When it comes to having sex, chances are we've heard things like, "the condom feels tight", "doesn't feel the same with a condom", "one time, nothing will happen", "I'm allergic to latex," "he is the one who has to buy them", etc. It is very important that we are sure how to handle this subject and how aware we are of the consequences of not using prophylactics. The condom is not merely used to avoid pregnancies, but is the only method that helps protect against sexually transmitted diseases. Do you know the person you're going to get intimate with? Do you know if they get tested for STD’s and are healthy? These are questions that one must ask before deciding that the condom is not necessary. I've always found it curious that many of my customers would tell me about their experiences and say things like, "No hat, no birthday," but then tell me they practiced unprotected oral sex; this made me think that many people don't know or don’t associate that STDs can also be spread through oral sex and in the end, "the hat" was just an accessory.
There are condoms made of latex, polyisoprene or sheepskin, the last two are manufactured for those allergic to latex or with sensitive skin. They come in different sizes so that the most suitable is chosen to avoid a very loose or tight fit. Condoms exist with textures, colors, flavors, with different types of lubricants for greater sensations or arousal, with delay creams, for oral sex, for the vagina, for fingers, etc.

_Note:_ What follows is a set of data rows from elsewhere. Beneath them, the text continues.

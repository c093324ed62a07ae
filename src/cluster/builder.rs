//! Wallet clusters from shared funding sources
//!
//! Wallets funded by the same sender are joined into one cluster:
//! - transfers below [`MIN_FUNDING_AMOUNT`] are ignored
//! - joins are transitive (A-B via one funder, B-C via another gives A-B-C)
//! - funders are visited in address order, so ids are stable for a given
//!   input

use serde::Serialize;
use std::collections::{BTreeMap, HashMap};
use tracing::{debug, info};

use crate::chain::FundingSource;
use crate::cluster::union_find::UnionFind;

/// Smallest transfer that counts as a funding relationship
pub const MIN_FUNDING_AMOUNT: f64 = 100.0;

/// A group of wallets sharing at least one funding source
#[derive(Debug, Clone, PartialEq, Serialize)]
pub struct Cluster {
    /// Sequential id, starting at 1
    pub id: u32,
    /// Member wallets, sorted
    pub wallets: Vec<String>,
    pub size: usize,
    /// Funders shared by two or more members
    pub funding_sources: Vec<String>,
    /// Sum of shared-funder transfers into members
    pub total_funding: f64,
}

/// A wallet's place in a cluster
#[derive(Debug, Clone, PartialEq, Serialize)]
pub struct ClusterMembership {
    pub cluster_id: u32,
    pub cluster_size: usize,
    /// First shared funder discovered for this wallet
    pub shared_funding_source: String,
}

/// Result of one clustering pass
#[derive(Debug, Clone, Default, Serialize)]
pub struct Clustering {
    /// Largest first
    pub clusters: Vec<Cluster>,
    #[serde(skip)]
    pub membership: HashMap<String, ClusterMembership>,
}

/// Clustering statistics
#[derive(Debug, Clone, Default, Serialize)]
pub struct ClusteringStats {
    pub total_clusters: usize,
    pub clustered_wallets: usize,
    pub largest_cluster: usize,
}

impl Clustering {
    pub fn membership_of(&self, wallet: &str) -> Option<&ClusterMembership> {
        self.membership.get(wallet)
    }

    pub fn stats(&self) -> ClusteringStats {
        ClusteringStats {
            total_clusters: self.clusters.len(),
            clustered_wallets: self.membership.len(),
            largest_cluster: self.clusters.iter().map(|c| c.size).max().unwrap_or(0),
        }
    }
}

/// Build clusters from each wallet's funding sources.
///
/// Wallets with no material funder shared with another wallet get no
/// membership entry.
pub fn build_clusters(funding: &HashMap<String, Vec<FundingSource>>) -> Clustering {
    // funder -> wallet -> material amount
    let mut funded_by: BTreeMap<String, BTreeMap<String, f64>> = BTreeMap::new();
    for (wallet, sources) in funding {
        for source in sources {
            if source.amount < MIN_FUNDING_AMOUNT {
                continue;
            }
            *funded_by
                .entry(source.address.to_lowercase())
                .or_default()
                .entry(wallet.to_lowercase())
                .or_default() += source.amount;
        }
    }

    let shared: Vec<(&String, &BTreeMap<String, f64>)> = funded_by
        .iter()
        .filter(|(_, wallets)| wallets.len() >= 2)
        .collect();
    if shared.is_empty() {
        debug!(funders = funded_by.len(), "No shared funding sources");
        return Clustering::default();
    }

    let mut uf = UnionFind::new();
    for (_, wallets) in &shared {
        let mut members = wallets.keys();
        if let Some(first) = members.next() {
            for other in members {
                uf.union(first, other);
            }
        }
    }

    // Ids follow funder order: the first funder touching a set names it
    let mut id_of_root: HashMap<String, u32> = HashMap::new();
    let mut clusters: Vec<Cluster> = Vec::new();
    for (funder, wallets) in &shared {
        let Some(first) = wallets.keys().next() else {
            continue;
        };
        let Some(root) = uf.find(first) else {
            continue;
        };
        let slot = match id_of_root.get(&root) {
            Some(id) => (*id - 1) as usize,
            None => {
                let id = clusters.len() as u32 + 1;
                id_of_root.insert(root, id);
                clusters.push(Cluster {
                    id,
                    wallets: Vec::new(),
                    size: 0,
                    funding_sources: Vec::new(),
                    total_funding: 0.0,
                });
                clusters.len() - 1
            }
        };
        let cluster = &mut clusters[slot];
        cluster.funding_sources.push((*funder).clone());
        cluster.total_funding += wallets.values().sum::<f64>();
    }

    for group in uf.groups() {
        let Some(root) = group.first().and_then(|w| uf.find(w)) else {
            continue;
        };
        if let Some(id) = id_of_root.get(&root) {
            let cluster = &mut clusters[(*id - 1) as usize];
            cluster.wallets = group;
            cluster.wallets.sort();
            cluster.size = cluster.wallets.len();
        }
    }

    let size_of: HashMap<u32, usize> = clusters.iter().map(|c| (c.id, c.size)).collect();
    let mut membership: HashMap<String, ClusterMembership> = HashMap::new();
    for (funder, wallets) in &shared {
        for wallet in wallets.keys() {
            if membership.contains_key(wallet) {
                continue;
            }
            let Some(id) = uf.find(wallet).and_then(|root| id_of_root.get(&root).copied()) else {
                continue;
            };
            membership.insert(
                wallet.clone(),
                ClusterMembership {
                    cluster_id: id,
                    cluster_size: size_of.get(&id).copied().unwrap_or(1),
                    shared_funding_source: (*funder).clone(),
                },
            );
        }
    }

    // Stable: equal sizes keep id order
    clusters.sort_by(|a, b| b.size.cmp(&a.size));

    info!(
        clusters = clusters.len(),
        wallets = membership.len(),
        shared_funders = shared.len(),
        "Built funding clusters"
    );

    Clustering {
        clusters,
        membership,
    }
}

What to do to use the condom correctly? Condoms are made of sturdy material and pass tests before being packed but time or external conditions can cause them to break. You can use these tips to go safe and have the best experience:
- Check the expiration date.
- Never open a condom with your teeth or nails, as you can pierce it without realizing it.
- Blow the condom a little before placing it (as if you were going to fill a balloon). If the tip of the condom retains air, it is not punctured.
- Prevent exposing it to direct air (wind, fans, AC). Direct air can dry the condom and cause it to break.
- Never use oil with latex condoms. The oil causes the latex to dissolve.
- Every time you take a break or switching from one type of sex to another, it is advisable to change the condom. Condoms after a while can stretch due to friction making them less safe. It is also important that when switching from vaginal penetration to oral sex, anal sex, or vice versa in any variant, you use a new condom to prevent the transfer of bacteria that may cause fungi or a change in the PH.
- If you decide to use a condom to protect yourself from an STD, you should ALWAYS remember to keep it on for ANY type of contact.
Remember that only you can choose to stay healthy, and at Condom World we are here to help Protect the Planet.